WHAT YOU NEED TO DO :: Wherever a line in the data below holds "under", copy that line.

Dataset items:

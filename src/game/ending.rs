use crate::result::{GameResult, Outcome};
use crate::score::ScoreStore;

use super::Game;

impl<S: ScoreStore> Game<S> {
    /// Returns the current score: remaining health (at least 0) plus the
    /// potion overflow bonus.
    pub const fn score(&self) -> u32 {
        let health = if self.health > 0 { self.health } else { 0 };
        health.unsigned_abs() + self.potion_overflow
    }

    /// Ends the game if the player died or cleared the dungeon.
    ///
    /// On the first call that finds the game over, the score is recorded with
    /// the score store.
    pub(super) fn check_game_over(&mut self) {
        if self.result.is_some() {
            return;
        }

        let outcome = if self.health <= 0 {
            Outcome::Lost
        } else if self.deck.is_empty() && self.room.monster_count() == 0 {
            Outcome::Won
        } else {
            return;
        };

        let score = self.score();
        let previous = self.store.load_high_score();
        let new_high_score = score > previous;
        if new_high_score {
            self.store.save_high_score(score);
        }

        tracing::info!(?outcome, score, health = self.health, new_high_score, "game over");

        self.result = Some(GameResult {
            outcome,
            score,
            health: self.health,
            potion_overflow: self.potion_overflow,
            high_score: previous.max(score),
            new_high_score,
        });
    }
}
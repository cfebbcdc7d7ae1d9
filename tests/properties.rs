//! Property tests for deck handling and action atomicity.

use dungeon_deck::{
    AttackMode, Card, DECK_SIZE, Deck, Game, GameOptions, GameStatus, ROOM_SIZE, RuleSet,
};
use proptest::prelude::*;
use rand::SeedableRng;
use rand_chacha::ChaCha8Rng;

fn same_cards(a: &[Card], b: &[Card]) -> bool {
    let mut remaining = b.to_vec();
    a.len() == b.len()
        && a.iter().all(|card| {
            remaining
                .iter()
                .position(|other| other == card)
                .map(|index| remaining.swap_remove(index))
                .is_some()
        })
}

/// Every card a single-weapon game knows about. Sword-and-shield games drop
/// replaced swords, so this only balances under single-weapon rules.
fn accounted_cards(game: &Game) -> Vec<Card> {
    let mut cards = game.deck.cards();
    cards.extend(game.room.cards().map(|(_, card)| *card));
    cards.extend_from_slice(game.discard());
    cards.extend(game.defense().map(|defense| defense.card()));
    cards.extend(game.absorbed().copied());
    cards
}

proptest! {
    #[test]
    fn shuffle_is_a_permutation(seed in any::<u64>()) {
        let fresh = Deck::build(RuleSet::EndlessDungeons);
        let mut shuffled = fresh.clone();
        shuffled.shuffle(&mut ChaCha8Rng::seed_from_u64(seed));

        prop_assert_eq!(shuffled.len(), DECK_SIZE);
        prop_assert!(same_cards(&fresh.cards(), &shuffled.cards()));
    }

    #[test]
    fn flee_keeps_deck_length(seed in any::<u64>()) {
        let mut game = Game::new(GameOptions::default(), seed);
        let deck_before = game.deck_count();
        let mut cards_before = accounted_cards(&game);
        cards_before.extend(game.sword().copied());

        game.flee().unwrap();

        prop_assert!(game.is_flee_locked());
        prop_assert_eq!(game.deck_count(), deck_before);
        prop_assert_eq!(game.room.occupancy(), ROOM_SIZE);
        let mut cards_after = accounted_cards(&game);
        cards_after.extend(game.sword().copied());
        prop_assert!(same_cards(&cards_before, &cards_after));
    }

    #[test]
    fn actions_apply_fully_or_not_at_all(
        seed in any::<u64>(),
        actions in proptest::collection::vec(0u8..8, 1..120),
    ) {
        let mut game = Game::new(GameOptions::scoundrel(), seed);
        let all_cards = accounted_cards(&game);
        prop_assert_eq!(all_cards.len(), DECK_SIZE);

        for action in actions {
            let before = game.snapshot();
            let deck_before = game.deck.cards();

            let outcome = match action {
                0..=3 => game.play_card(usize::from(action)),
                4 => {
                    game.select_attack_mode(AttackMode::Bare);
                    continue;
                }
                5 => {
                    game.select_attack_mode(AttackMode::Weapon);
                    continue;
                }
                6 => game.attack(),
                _ => game.flee(),
            };

            if outcome.is_err() {
                prop_assert_eq!(game.snapshot(), before);
                prop_assert_eq!(game.deck.cards(), deck_before);
            }

            prop_assert!(game.room.occupancy() <= ROOM_SIZE);
            prop_assert!(game.health() <= game.options().max_health);
            prop_assert!(same_cards(&all_cards, &accounted_cards(&game)));
            if game.room.occupancy() < ROOM_SIZE && game.status() == GameStatus::Ongoing {
                prop_assert!(game.room.occupancy() > 1 || game.deck_count() == 0);
            }
        }
    }
}
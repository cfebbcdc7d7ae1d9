//! Game configuration options.

/// Which card game the engine plays.
#[derive(Debug, Clone, Copy, PartialEq, Eq, Hash, Default)]
#[cfg_attr(feature = "serde", derive(serde::Serialize, serde::Deserialize))]
pub enum RuleSet {
    /// Single equipped weapon. Aces are worth 1 in every suit and the attack
    /// mode must be chosen again before every fight.
    Scoundrel,
    /// Sword and shield. Black aces are worth 14, red aces and the rank-0
    /// starting card are swords, and the attack mode persists between fights.
    #[default]
    EndlessDungeons,
}

/// How a fight with the weapon or shield is resolved in [`Game::play_card`].
///
/// [`Game::play_card`]: crate::Game::play_card
#[derive(Debug, Clone, Copy, PartialEq, Eq, Hash, Default)]
#[cfg_attr(feature = "serde", derive(serde::Serialize, serde::Deserialize))]
#[non_exhaustive]
pub enum CombatModel {
    /// The defense takes on the strength of every monster it beats and may
    /// survive one overpowering hit.
    #[default]
    AbsorbAndTrain,
    /// The defense breaks after one successful block.
    ConsumeOnSuccess,
}

/// Configuration options for a dungeon game.
///
/// Use the builder pattern to customize options:
///
/// ```
/// use dungeon_deck::{CombatModel, GameOptions, RuleSet};
///
/// let options = GameOptions::default()
///     .with_rules(RuleSet::Scoundrel)
///     .with_combat(CombatModel::ConsumeOnSuccess)
///     .with_max_health(25);
/// ```
#[derive(Debug, Clone, Copy, PartialEq, Eq)]
#[cfg_attr(feature = "serde", derive(serde::Serialize, serde::Deserialize))]
pub struct GameOptions {
    /// Rule set.
    pub rules: RuleSet,
    /// Resolution model for weapon or shield fights.
    pub combat: CombatModel,
    /// Starting and maximum health.
    pub max_health: i32,
    /// Whether sword-and-shield games start with the rank-0 sword equipped.
    pub starting_sword: bool,
}

impl Default for GameOptions {
    fn default() -> Self {
        Self::endless_dungeons()
    }
}

impl GameOptions {
    /// Default health cap.
    pub const MAX_HEALTH: i32 = 20;

    /// Single-weapon rules.
    ///
    /// # Example
    ///
    /// ```
    /// use dungeon_deck::{GameOptions, RuleSet};
    ///
    /// let options = GameOptions::scoundrel();
    /// assert_eq!(options.rules, RuleSet::Scoundrel);
    /// assert!(!options.starting_sword);
    /// ```
    #[must_use]
    pub const fn scoundrel() -> Self {
        Self {
            rules: RuleSet::Scoundrel,
            combat: CombatModel::AbsorbAndTrain,
            max_health: Self::MAX_HEALTH,
            starting_sword: false,
        }
    }

    /// Sword-and-shield rules.
    ///
    /// # Example
    ///
    /// ```
    /// use dungeon_deck::{GameOptions, RuleSet};
    ///
    /// let options = GameOptions::endless_dungeons();
    /// assert_eq!(options.rules, RuleSet::EndlessDungeons);
    /// assert_eq!(options.max_health, 20);
    /// ```
    #[must_use]
    pub const fn endless_dungeons() -> Self {
        Self {
            rules: RuleSet::EndlessDungeons,
            combat: CombatModel::AbsorbAndTrain,
            max_health: Self::MAX_HEALTH,
            starting_sword: true,
        }
    }

    /// Sets the rule set.
    ///
    /// The starting sword only applies to sword-and-shield rules and is
    /// ignored otherwise.
    ///
    /// # Example
    ///
    /// ```
    /// use dungeon_deck::{GameOptions, RuleSet};
    ///
    /// let options = GameOptions::default().with_rules(RuleSet::Scoundrel);
    /// assert_eq!(options.rules, RuleSet::Scoundrel);
    /// ```
    #[must_use]
    pub const fn with_rules(mut self, rules: RuleSet) -> Self {
        self.rules = rules;
        self
    }

    /// Sets the weapon or shield combat model.
    ///
    /// # Example
    ///
    /// ```
    /// use dungeon_deck::{CombatModel, GameOptions};
    ///
    /// let options = GameOptions::default().with_combat(CombatModel::ConsumeOnSuccess);
    /// assert_eq!(options.combat, CombatModel::ConsumeOnSuccess);
    /// ```
    #[must_use]
    pub const fn with_combat(mut self, combat: CombatModel) -> Self {
        self.combat = combat;
        self
    }

    /// Sets the starting and maximum health.
    ///
    /// # Example
    ///
    /// ```
    /// use dungeon_deck::GameOptions;
    ///
    /// let options = GameOptions::default().with_max_health(30);
    /// assert_eq!(options.max_health, 30);
    /// ```
    #[must_use]
    pub const fn with_max_health(mut self, max_health: i32) -> Self {
        self.max_health = max_health;
        self
    }

    /// Sets whether sword-and-shield games start with the rank-0 sword.
    ///
    /// # Example
    ///
    /// ```
    /// use dungeon_deck::GameOptions;
    ///
    /// let options = GameOptions::default().with_starting_sword(false);
    /// assert!(!options.starting_sword);
    /// ```
    #[must_use]
    pub const fn with_starting_sword(mut self, starting_sword: bool) -> Self {
        self.starting_sword = starting_sword;
        self
    }

    /// Returns whether a sword adds to attacks under these rules.
    #[must_use]
    pub const fn uses_sword(&self) -> bool {
        matches!(self.rules, RuleSet::EndlessDungeons)
    }

    /// Returns whether the attack mode is cleared after every fight.
    #[must_use]
    pub const fn resets_attack_mode(&self) -> bool {
        matches!(self.rules, RuleSet::Scoundrel)
    }
}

YOUR SOLUTION ::
/// replaced swords, so this only balances under single-weapon rules.
    /// Returns whether a sword adds to attacks under these rules.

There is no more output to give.